| INPUT DATA |
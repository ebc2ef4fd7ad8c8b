use crate::error::Error;
use crate::frame::{Frame, OpCode};

/// A complete data message, after fragmentation reassembly and
/// decompression. Control frames never surface here; the connection answers
/// pings and handles close frames internally.
#[derive(Debug, Clone, PartialEq)]
pub enum Message {
    Text(String),
    Binary(Vec<u8>),
}

impl Message {
    // Converts a fully reassembled frame into a Message variant
    pub fn from_frame(frame: Frame) -> Result<Self, Error> {
        match frame.opcode {
            OpCode::Text => Ok(Message::Text(String::from_utf8(frame.payload)?)),
            OpCode::Binary => Ok(Message::Binary(frame.payload)),
            _ => Err(Error::InvalidOpcode),
        }
    }

    pub fn opcode(&self) -> OpCode {
        match self {
            Message::Text(_) => OpCode::Text,
            Message::Binary(_) => OpCode::Binary,
        }
    }

    pub fn len(&self) -> usize {
        match self {
            Message::Text(text) => text.len(),
            Message::Binary(data) => data.len(),
        }
    }

    pub fn is_empty(&self) -> bool {
        self.len() == 0
    }

    pub fn as_binary(&self) -> Vec<u8> {
        match self {
            Message::Text(text) => text.as_bytes().to_vec(),
            Message::Binary(data) => data.clone(),
        }
    }

    pub fn as_text(&self) -> Result<String, Error> {
        match self {
            Message::Text(text) => Ok(text.clone()),
            Message::Binary(data) => Ok(String::from_utf8(data.clone())?),
        }
    }

    pub fn into_payload(self) -> Vec<u8> {
        match self {
            Message::Text(text) => text.into_bytes(),
            Message::Binary(data) => data,
        }
    }
}

/// Splits a payload into data frames of at most `fragment_size` bytes: the
/// first frame carries the message opcode, the rest are continuations, only
/// the last has FIN set.
pub(crate) fn fragment_payload(
    opcode: OpCode,
    payload: Vec<u8>,
    fragment_size: usize,
    compressed: bool,
) -> Vec<Frame> {
    if payload.is_empty() {
        return vec![Frame::new(true, opcode, payload, compressed)];
    }

    let mut frames = Vec::new();
    for chunk in payload.chunks(fragment_size) {
        frames.push(Frame::new(
            false,
            if frames.is_empty() {
                opcode
            } else {
                OpCode::Continue
            },
            chunk.to_vec(),
            compressed,
        ));
    }

    if let Some(last_frame) = frames.last_mut() {
        last_frame.final_fragment = true;
    }

    frames
}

| TO DO |
Where the line with "#[derive(Debug, Clone, PartialEq)]" ends, your copy should end too; please return exactly the lines from the first line of the data through it.

| THE COMPLETED TASK |
repository ebc2ef4fd7ad8c8b
use crate::error::Error;
use crate::frame::{Frame, OpCode};

/// A complete data message, after fragmentation reassembly and
/// decompression. Control frames never surface here; the connection answers
/// pings and handles close frames internally.
#[derive(Debug, Clone, PartialEq)]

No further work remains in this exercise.